銅錫合金鋳造製ウイスキー蒸留器ポットスチル「ZEMON」を開発した老子製作所(富山県高岡市)の元井秀治社長はこう語る。板金加工が当たり前の蒸留器をあえて鋳物で作った。珍しい取り組みだったが、出来上がった品は鋳物の特性の数々が利点となった。

ウイスキーの蒸留は原液から雑味となる硫黄成分を除去する工程だ。銅製の蒸留器に原液を入れ加熱して、原液中の硫黄を銅に反応させ取り除く。蒸留器を外から加熱するのに熱伝導率の高さが求められたため、蒸留器は銅の薄板で板金加工するのが一般的だった。
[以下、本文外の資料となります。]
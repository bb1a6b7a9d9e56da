//! Error types for reelforge operations.
//!
//! Defines error types for the major subsystems:
//! - Workflow preconditions and state transitions
//! - Provider calls (chat, image, speech) and structured-output parsing
//! - Fan-out batch generation
//! - Video rendering
//! - Durable workflow state storage

use thiserror::Error;

/// Errors raised directly to callers of the orchestrator.
///
/// These are precondition violations: everything that happens *inside* a
/// stage is recorded on the persisted record instead of being thrown.
#[derive(Debug, Error)]
pub enum WorkflowError {
    #[error("Workflow '{0}' not found")]
    NotFound(String),

    #[error("Selected concept index {index} is out of range (workflow has {available} concepts)")]
    SelectionOutOfRange { index: usize, available: usize },

    #[error("Workflow is in state '{actual}', expected '{expected}'")]
    InvalidState { expected: String, actual: String },

    #[error("Concept selection already made for this workflow")]
    SelectionAlreadyMade,

    #[error("Store error: {0}")]
    Store(#[from] StoreError),
}

/// Errors that can occur when calling a remote generative provider.
#[derive(Debug, Error)]
pub enum ProviderError {
    #[error("HTTP request failed: {0}")]
    RequestFailed(String),

    #[error("API error ({code}): {message}")]
    ApiError { code: u16, message: String },

    #[error("Rate limited by provider: {0}")]
    RateLimited(String),

    #[error("Failed to parse provider response: {0}")]
    Parse(String),

    #[error("Operation failed after {attempts} attempts: {last_error}")]
    RetriesExhausted { attempts: u32, last_error: String },

    #[error("Empty response from provider")]
    EmptyResponse,

    #[error("IO error: {0}")]
    Io(#[from] std::io::Error),
}

/// All requests in a fan-out batch failed.
///
/// Carries the per-index error messages so the stage failure can report
/// what went wrong for each request.
#[derive(Debug, Error)]
#[error("BatchEmptyError: all {total} requests failed (first error: {first_error})")]
pub struct BatchEmptyError {
    /// Number of requests in the batch.
    pub total: usize,
    /// Error message of the first failed request.
    pub first_error: String,
    /// Per-index error messages for every failed request.
    pub failures: Vec<(usize, String)>,
}

/// Errors that can occur during video rendering.
#[derive(Debug, Error)]
pub enum RenderError {
    #[error("Cannot render video: no images provided")]
    NoImages,

    #[error("Input file missing: {0}")]
    MissingInput(String),

    #[error("Image count ({images}) does not match duration count ({durations})")]
    DurationMismatch { images: usize, durations: usize },

    #[error("ffmpeg exited with status {code}: {stderr}")]
    FfmpegFailed { code: i32, stderr: String },

    #[error("Output file was not created: {0}")]
    OutputMissing(String),

    #[error("IO error: {0}")]
    Io(#[from] std::io::Error),
}

/// Errors that can occur during workflow state storage operations.
#[derive(Debug, Error)]
pub enum StoreError {
    #[error("IO error: {0}")]
    Io(#[from] std::io::Error),

    #[error("Serialization error: {0}")]
    Serialization(#[from] serde_json::Error),

    #[error("Workflow record not found: {0}")]
    NotFound(String),

    #[error("Failed to create storage directory: {0}")]
    DirectoryCreationFailed(String),
}

/// Errors that can occur during configuration loading.
#[derive(Debug, Error)]
pub enum ConfigError {
    #[error("Missing environment variable: {0}")]
    MissingEnvVar(String),

    #[error("Invalid value for {key}: {message}")]
    InvalidValue { key: String, message: String },

    #[error("Configuration validation failed: {0}")]
    ValidationFailed(String),
}

#[cfg(test)]
mod tests {
    use super::*;

    #[test]
    fn test_workflow_error_display() {
        let err = WorkflowError::NotFound("abc-123".to_string());
        assert!(err.to_string().contains("abc-123"));

        let err = WorkflowError::SelectionOutOfRange {
            index: 5,
            available: 3,
        };
        assert!(err.to_string().contains('5'));
        assert!(err.to_string().contains('3'));
    }

    #[test]
    fn test_batch_empty_error_display() {
        let err = BatchEmptyError {
            total: 4,
            first_error: "connection refused".to_string(),
            failures: vec![(0, "connection refused".to_string())],
        };
        let msg = err.to_string();
        assert!(msg.contains("BatchEmptyError"));
        assert!(msg.contains("all 4 requests failed"));
        assert!(msg.contains("connection refused"));
    }

    #[test]
    fn test_provider_error_retries_exhausted() {
        let err = ProviderError::RetriesExhausted {
            attempts: 3,
            last_error: "API error (500): upstream".to_string(),
        };
        assert!(err.to_string().contains("3 attempts"));
        assert!(err.to_string().contains("upstream"));
    }
}
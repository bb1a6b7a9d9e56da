//! reelforge: multi-stage short-form video generation pipeline.
//!
//! This library drives a niche through concept generation, concept
//! selection, script generation, image generation, and final video
//! assembly, with durable per-workflow state and resumption.

// Core modules
pub mod agents;
pub mod cli;
pub mod config;
pub mod error;
pub mod fanout;
pub mod limit;
pub mod providers;
pub mod render;
pub mod retry;
pub mod store;
pub mod workflow;

// Re-export commonly used error types
pub use error::{
    BatchEmptyError, ConfigError, ProviderError, RenderError, StoreError, WorkflowError,
};
//! reelforge CLI entry point.
//!
//! Initializes logging and delegates to the CLI module for command handling.

use tracing_subscriber::{fmt, prelude::*, EnvFilter};

#[tokio::main]
async fn main() -> anyhow::Result<()> {
    // Parse CLI arguments first to get log_level
    let cli = reelforge::cli::parse_cli();

    // Priority: RUST_LOG env var > --log-level CLI arg > default "info"
    let log_filter = std::env::var("RUST_LOG").unwrap_or_else(|_| cli.log_level.clone());

    tracing_subscriber::registry()
        .with(fmt::layer())
        .with(EnvFilter::try_from_default_env().unwrap_or_else(|_| EnvFilter::new(&log_filter)))
        .init();

    reelforge::cli::run_with_cli(cli).await
}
だが、今は技術の進展でヒーターを蒸留器内に入れ、熱伝導率にこだわる必要はない。むしろ、蒸留器は反応で薄くなるので肉厚が厚い方が長寿命になる。

ウイスキーを生産する若鶴酒造(富山県砺波市)がこの利点に着目し、老子製作所に肉厚を厚くできる鋳造での蒸留器作りを依頼した。さらに酒質をまろやかにする錫(すず)を銅に混ぜ、付加価値を高めることを狙った。

この話が来たとき、「ぜひやってみたいと思った」と元井社長は振り返る。老子製作所は伝統工芸の高岡銅器による釣り鐘製造を手がける。釜状の蒸留器の形は鐘に近く、音の響きが良くなるスズを銅に混ぜるのも釣り鐘作りでお手の物。蒸留器は培った技術を生かせる格好の商品だった。

開発にあたり富山県産業技術研究開発センターに合金が銅の化学反応や錫の効果が発揮できる組織状態になっているかを評価してもらった。また、若鶴酒造から酒質の評価などで助言を受けるなど両者の協力のもと、「いろいろな高岡銅器の技法を用いて完成させた」(元井社長)。

ZEMONは若鶴酒造で19年6月から稼働。そのガス使用量から通常の約2倍の生産効率があることも実証した。鋳物特有の表面の凹凸で原液と接する表面積が増え、反応しやすくなったためだ。